When I absorb, second hand, the consequences of being black or brown, a woman, even an old person, the foundational source of his or her disadvantage is clear to see: skin color, gender, wrinkles. I’ve spent considerable time contemplating why, when I seek complementary sympathy for Appalachian folks, I fail.
First. I find is easier to be empathetic toward someone whose life circumstances are remote from mine. Since I have no perspective from which to judge their disadvantage, I take others’ struggle at face value. However, the more someone seems like me, the less empathy their plight evokes. The characters in Hillbilly Elegy look too much like the people in power—angry white males—and too much like me, to merit special consideration. The fact that these folks fail to create viable lives, whether measured by economic success or personal satisfaction, doesn’t move me because, frankly, blue collar Middletown Ohio is not all that different from blue collar Toms River, New Jersey. J.D. Vance’s family and neighbors are too much like the people I grew up with: loud, labile, and distrustful of anything beyond their circle; quick to damn a changing world, resistant to change with it. It’s difficult to feel sympathy for a narrow, gloomy worldview I’ve spent a lot of energy trying to escape.
Second. Hillbilly Elegy draws parallels between the people of Appalachia and other disenfranchised groups in our nation. However, there’s a big difference between a woman or person of color struggling against a system that oppresses them, and someone who is simply too tribal and fear-driven to act as his own change agent. Suggesting the equivalence piles undeserved credence on Appalachian complaints, and undermines the plight of those whose disadvantages are externally imposed.
Third. What is the author’s responsibility in all of this? We applaud people who rise above the difficulties of their youth, and we don’t expect everyone who moves up to return to his roots. My time in Haiti taught me not think ill of capable, educated Haitians who stay in the US rather than plough their talent back into the Magic Island. Each person gets to determine his own balance of personal opportunity and cultural reinvestment. But there’s something disingenuous about a man who escapes Appalachia, goes to Yale, becomes a West Coast lawyer, and then writes a book about how we’ve failed his people. That’s a level of guilt I refuse to shoulder, from a guy who’s pretty much shirking it himself.

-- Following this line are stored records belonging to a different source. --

use chrono::{DateTime, Utc};
use uuid::Uuid;

use crate::dto::submission::{SubmitGameRequest, VerifySubmissionRequest};
use crate::error::{EngineError, Result, ValidationError};
use crate::models::{GameSubmission, SubmissionStatus};
use crate::services::submission_validator;
use crate::services::submission_window::{self, Eligibility};
use crate::store::Store;

pub struct SubmissionRepository<'a> {
    store: &'a Store,
}

impl<'a> SubmissionRepository<'a> {
    pub fn new(store: &'a Store) -> Self {
        Self { store }
    }

    pub async fn eligibility(&self, registration_id: Uuid, now: DateTime<Utc>) -> Result<Eligibility> {
        let aggregate = self.store.tournament_for_registration(registration_id).await?;
        let state = aggregate.write().await;
        let registration = state
            .registration(registration_id)
            .ok_or(EngineError::NotFound)?;

        Ok(submission_window::check_eligibility(
            registration,
            now,
            self.store.host_tz(),
        ))
    }

    /// Validates, scores and stores a game as pending. Runs under the
    /// tournament writer lock so the duplicate and cap checks see every
    /// earlier submission.
    pub async fn submit(
        &self,
        registration_id: Uuid,
        request: &SubmitGameRequest,
        now: DateTime<Utc>,
    ) -> Result<GameSubmission> {
        let aggregate = self.store.tournament_for_registration(registration_id).await?;
        let mut state = aggregate.write().await;

        let registration = state
            .registration(registration_id)
            .ok_or(EngineError::NotFound)?;
        let existing = state.team_submissions(registration_id);

        let submission = submission_validator::accept_submission(
            &state.config,
            registration,
            &existing,
            request,
            now,
            self.store.host_tz(),
        )?;

        state.submissions.push(submission.clone());
        self.store
            .index_submission(submission.submission_id, aggregate.tournament_id())
            .await;

        tracing::info!(
            registration_id = %registration_id,
            submission_id = %submission.submission_id,
            game = submission.game_number,
            final_score = %submission.final_score,
            "Game submitted"
        );
        Ok(submission)
    }

    pub async fn list_for_team(&self, registration_id: Uuid) -> Result<Vec<GameSubmission>> {
        let aggregate = self.store.tournament_for_registration(registration_id).await?;
        let state = aggregate.write().await;
        if state.registration(registration_id).is_none() {
            return Err(EngineError::NotFound);
        }

        let mut submissions = state.team_submissions(registration_id);
        submissions.sort_by_key(|s| s.game_number);
        Ok(submissions)
    }

    pub async fn find(&self, submission_id: Uuid) -> Result<GameSubmission> {
        let aggregate = self.store.tournament_for_submission(submission_id).await?;
        let state = aggregate.write().await;
        state
            .submissions
            .iter()
            .find(|s| s.submission_id == submission_id)
            .cloned()
            .ok_or(EngineError::NotFound)
    }

    /// Records the host's verdict and republishes the leaderboard. Scores are
    /// never touched here.
    pub async fn verify(
        &self,
        submission_id: Uuid,
        request: &VerifySubmissionRequest,
        now: DateTime<Utc>,
    ) -> Result<GameSubmission> {
        let aggregate = self.store.tournament_for_submission(submission_id).await?;
        let mut state = aggregate.write().await;

        let submission = state
            .submission_mut(submission_id)
            .ok_or(EngineError::NotFound)?;
        if request.status == SubmissionStatus::Pending {
            return Err(ValidationError::Field(
                "status must be verified or rejected".to_string(),
            )
            .into());
        }

        submission.status = request.status;
        submission.verified_by = Some(request.verified_by.clone());
        submission.verification_notes = request.notes.clone();
        submission.verified_at = Some(now);
        let updated = submission.clone();

        aggregate.publish(&state).await;

        tracing::info!(
            submission_id = %submission_id,
            status = ?updated.status,
            verified_by = %request.verified_by,
            "Submission reviewed"
        );
        Ok(updated)
    }

    /// Withdraws a submission that has not been verified.
    pub async fn delete(&self, submission_id: Uuid) -> Result<()> {
        let aggregate = self.store.tournament_for_submission(submission_id).await?;
        let mut state = aggregate.write().await;

        let position = state
            .submissions
            .iter()
            .position(|s| s.submission_id == submission_id)
            .ok_or(EngineError::NotFound)?;
        if state.submissions[position].status == SubmissionStatus::Verified {
            return Err(ValidationError::SubmissionLocked.into());
        }

        state.submissions.remove(position);
        self.store.forget_submission(submission_id).await;
        aggregate.publish(&state).await;

        tracing::info!(submission_id = %submission_id, "Submission withdrawn");
        Ok(())
    }
}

Reading Hillbilly Elergy was like cycling down a long, unmarked, dead end road. These folks don’t have any good way to move forward, and an awful lot of backtracking just to get on the main road. It also brought me to my personal limits of empathy. Not a comfortable place to be. It also signifies another similarity between the titled hillbilly’s and me. We are imperfect human beings, every one of us.